# Is this real or airbrush? What kind is it?



## Ravenatnm (Mar 20, 2008)

I saw this while looking for a stand at all glass:

http://www.aqueonproducts.com/

What are the Malawi - Mbuna on their top banner? They cannot be real, if they are they must be extremely aggressive. If they weren't everyone would have them. What are they? I'm sure they're in the profiles section, I just cannot go through one by one.


----------



## SinisterKisses (Feb 24, 2004)

Someone else asked about it not too long ago...it's been retouched, it's not natural.


----------



## noki (Jun 13, 2003)

they are "stylized" representations of dominant male Labidochromis sp. "Hongi" also called "Red Top Kimpuma"


----------



## Ravenatnm (Mar 20, 2008)

Labidochromis sp. "Hongi" is kinda close http://www.cichlid-forum.com/profiles/species.php?id=727

Metriaclima fainzilberi (Lundo Is.) is a little further away http://www.cichlid-forum.com/profiles/species.php?id=2326

I guess those are the two closest that I can find, but they aren't a perfect match.
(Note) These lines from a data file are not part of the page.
impl BulkAssociationLoader {
    /// Create a loader with the default configuration
    pub fn new(context: DataContext, descriptor: AssociationDescriptor) -> Self {
        Self {
            context,
            descriptor,
            config: BulkLoadConfig::default(),
        }
    }

    /// Override the loading configuration
    pub fn with_config(mut self, config: BulkLoadConfig) -> Self {
        self.config = config;
        self
    }

    /// Resolve the related set for every parent. The result aligns with
    /// input order: `Many` yields an array (possibly empty), `One` and
    /// `ZeroOrOne` yield a single value or `Null`.
    pub async fn load(&self, parents: &[Record]) -> OrmResult<Vec<Value>> {
        if parents.is_empty() {
            return Ok(Vec::new());
        }

        let parent_keys: Vec<Value> = parents
            .iter()
            .map(|parent| {
                parent
                    .get(&self.descriptor.parent_field)
                    .cloned()
                    .unwrap_or(Value::Null)
            })
            .collect();
        let key_set = distinct_values(parent_keys.iter().cloned());

        match self.descriptor.kind {
            AssociationKind::Association => self.load_association(&parent_keys, &key_set).await,
            AssociationKind::Junction => match self.config.strategy {
                LoadStrategy::Optimized if !self.descriptor.is_tag() => {
                    self.load_junction_optimized(&parent_keys, &key_set).await
                }
                // Tag relations have no target model to join, they always
                // load through the key-set path.
                _ => self.load_junction_naive(&parent_keys, &key_set).await,
            },
        }
    }

    /// Load and write each result into its parent record under `attribute`
    pub async fn attach(&self, parents: &mut [Record], attribute: &str) -> OrmResult<()> {
        let values = self.load(parents).await?;
        for (parent, value) in parents.iter_mut().zip(values) {
            parent.insert(attribute.to_string(), value);
        }
        Ok(())
    }

    /// The single optimized-mode query for the given parent-key set
    pub fn optimized_query(&self, parent_keys: &[Value]) -> OrmResult<QueryBuilder> {
        self.optimized_query_avoiding(parent_keys, &[])
    }

    /// The optimized-mode query with its sub-query alias chosen to avoid
    /// the caller-supplied aliases
    pub fn optimized_query_avoiding(
        &self,
        parent_keys: &[Value],
        taken: &[&str],
    ) -> OrmResult<QueryBuilder> {
        let adapter = self.descriptor.adapter.as_deref().ok_or_else(|| {
            self.descriptor
                .configuration_error("junction relations require a backing adapter")
        })?;
        let child = self.child_model()?;

        let mut index = 0usize;
        let mut alias = format!("link{}", index);
        while taken.contains(&alias.as_str()) || alias == child.source || alias == adapter {
            index += 1;
            alias = format!("link{}", index);
        }

        let subquery = QueryBuilder::new()
            .select(self.descriptor.object_field.as_str())
            .select(self.descriptor.value_field.as_str())
            .from(adapter)
            .where_in(self.descriptor.object_field.as_str(), parent_keys.to_vec());

        Ok(QueryBuilder::new()
            .select(&format!("{}.*", child.source))
            .select(&format!(
                "{}.{} AS {}",
                alias, self.descriptor.object_field, REF_COLUMN
            ))
            .from(child.source.as_str())
            .join_subquery(
                subquery,
                &alias,
                &format!("{}.{}", child.source, self.descriptor.child_field),
                &format!("{}.{}", alias, self.descriptor.value_field),
            ))
    }

    fn child_model(&self) -> OrmResult<std::sync::Arc<crate::schema::ModelDef>> {
        let child_name = self.descriptor.child_model.as_deref().ok_or_else(|| {
            self.descriptor
                .configuration_error("this relation has no target model")
        })?;
        self.context.registry().get(child_name).ok_or_else(|| {
            self.descriptor
                .configuration_error("target model is not registered")
        })
    }

    async fn query_chunked<F>(&self, key_set: &[Value], build: F) -> OrmResult<Vec<Record>>
    where
        F: Fn(Vec<Value>) -> QueryBuilder,
    {
        let chunk_size = self.config.chunk_size.max(1);
        let mut rows = Vec::new();
        for chunk in key_set.chunks(chunk_size) {
            let query = build(chunk.to_vec());
            rows.extend(self.context.store().query(&query).await?);
        }
        Ok(rows)
    }

    /// Foreign-key association: one query on the child source filtered by
    /// the parent-key set, grouped in memory by the child field.
    async fn load_association(
        &self,
        parent_keys: &[Value],
        key_set: &[Value],
    ) -> OrmResult<Vec<Value>> {
        let child = self.child_model()?;
        let children = self
            .query_chunked(key_set, |keys| {
                QueryBuilder::new()
                    .select("*")
                    .from(child.source.as_str())
                    .where_in(self.descriptor.child_field.as_str(), keys)
            })
            .await?;
        debug!(
            model = %child.name,
            parents = parent_keys.len(),
            matched = children.len(),
            "bulk-loaded association"
        );

        parent_keys
            .iter()
            .map(|key| {
                let matched: Vec<Value> = children
                    .iter()
                    .filter(|child_row| {
                        matches!(
                            child_row.get(&self.descriptor.child_field),
                            Some(v) if values_equal(v, key)
                        )
                    })
                    .cloned()
                    .map(Value::Object)
                    .collect();
                self.shape(matched)
            })
            .collect()
    }

    /// Junction naive mode: key-set query on the adapter, key-set query on
    /// the target, in-memory match per parent.
    async fn load_junction_naive(
        &self,
        parent_keys: &[Value],
        key_set: &[Value],
    ) -> OrmResult<Vec<Value>> {
        let adapter = self.descriptor.adapter.as_deref().ok_or_else(|| {
            self.descriptor
                .configuration_error("junction relations require a backing adapter")
        })?;
        let links = self
            .query_chunked(key_set, |keys| {
                QueryBuilder::new()
                    .select("*")
                    .from(adapter)
                    .where_in(self.descriptor.object_field.as_str(), keys)
            })
            .await?;
        debug!(
            adapter = %adapter,
            parents = parent_keys.len(),
            links = links.len(),
            "bulk-loaded junction rows"
        );

        if self.descriptor.is_tag() {
            return parent_keys
                .iter()
                .map(|key| {
                    let matched: Vec<Value> = links
                        .iter()
                        .filter(|link| {
                            matches!(
                                link.get(&self.descriptor.object_field),
                                Some(v) if values_equal(v, key)
                            )
                        })
                        .filter_map(|link| link.get(&self.descriptor.value_field).cloned())
                        .filter(|v| !v.is_null())
                        .collect();
                    self.shape(matched)
                })
                .collect();
        }

        let child = self.child_model()?;
        let related_keys = distinct_values(
            links
                .iter()
                .filter_map(|link| link.get(&self.descriptor.value_field).cloned()),
        );
        let children = if related_keys.is_empty() {
            Vec::new()
        } else {
            self.query_chunked(&related_keys, |keys| {
                QueryBuilder::new()
                    .select("*")
                    .from(child.source.as_str())
                    .where_in(self.descriptor.child_field.as_str(), keys)
            })
            .await?
        };

        parent_keys
            .iter()
            .map(|key| {
                let matched: Vec<Value> = links
                    .iter()
                    .filter(|link| {
                        matches!(
                            link.get(&self.descriptor.object_field),
                            Some(v) if values_equal(v, key)
                        )
                    })
                    .filter_map(|link| link.get(&self.descriptor.value_field))
                    .filter_map(|value_key| {
                        children
                            .iter()
                            .find(|child_row| {
                                matches!(
                                    child_row.get(&self.descriptor.child_field),
                                    Some(v) if values_equal(v, value_key)
                                )
                            })
                            .cloned()
                    })
                    .map(Value::Object)
                    .collect();
                self.shape(matched)
            })
            .collect()
    }

    /// Junction optimized mode: one query joining the target to a
    /// sub-query over the adapter, carrying the object key out as a
    /// reference column.
    async fn load_junction_optimized(
        &self,
        parent_keys: &[Value],
        key_set: &[Value],
    ) -> OrmResult<Vec<Value>> {
        let query = self.optimized_query(key_set)?;
        let rows = self.context.store().query(&query).await?;
        debug!(
            parents = parent_keys.len(),
            rows = rows.len(),
            "bulk-loaded junction (optimized)"
        );

        parent_keys
            .iter()
            .map(|key| {
                let matched: Vec<Value> = rows
                    .iter()
                    .filter(|row| {
                        matches!(row.get(REF_COLUMN), Some(v) if values_equal(v, key))
                    })
                    .map(|row| {
                        let mut child = row.clone();
                        child.remove(REF_COLUMN);
                        Value::Object(child)
                    })
                    .collect();
                self.shape(matched)
            })
            .collect()
    }

    /// Shape one parent's matched set according to multiplicity
    fn shape(&self, mut matched: Vec<Value>) -> OrmResult<Value> {
        match self.descriptor.multiplicity {
            Multiplicity::Many => Ok(Value::Array(matched)),
            Multiplicity::One | Multiplicity::ZeroOrOne => {
                if matched.len() > 1 {
                    return Err(OrmError::MultiplicityViolation {
                        model: self
                            .descriptor
                            .child_model
                            .clone()
                            .unwrap_or_else(|| self.descriptor.parent_model.clone()),
                        attribute: self.descriptor.attribute_name().to_string(),
                    });
                }
                Ok(matched.pop().unwrap_or(Value::Null))
            }
        }
    }
}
I went through all of the pictures in the profile section.


----------



## Ravenatnm (Mar 20, 2008)

noki said:


> they are "stylized" representations of dominant male Labidochromis sp. "Hongi" also called "Red Top Kimpuma"


Thanks, you all posted while I was compiling my last one. They definetly took some "artistic liberty" with their alterations! Even added some colors that weren't there to begin with.


----------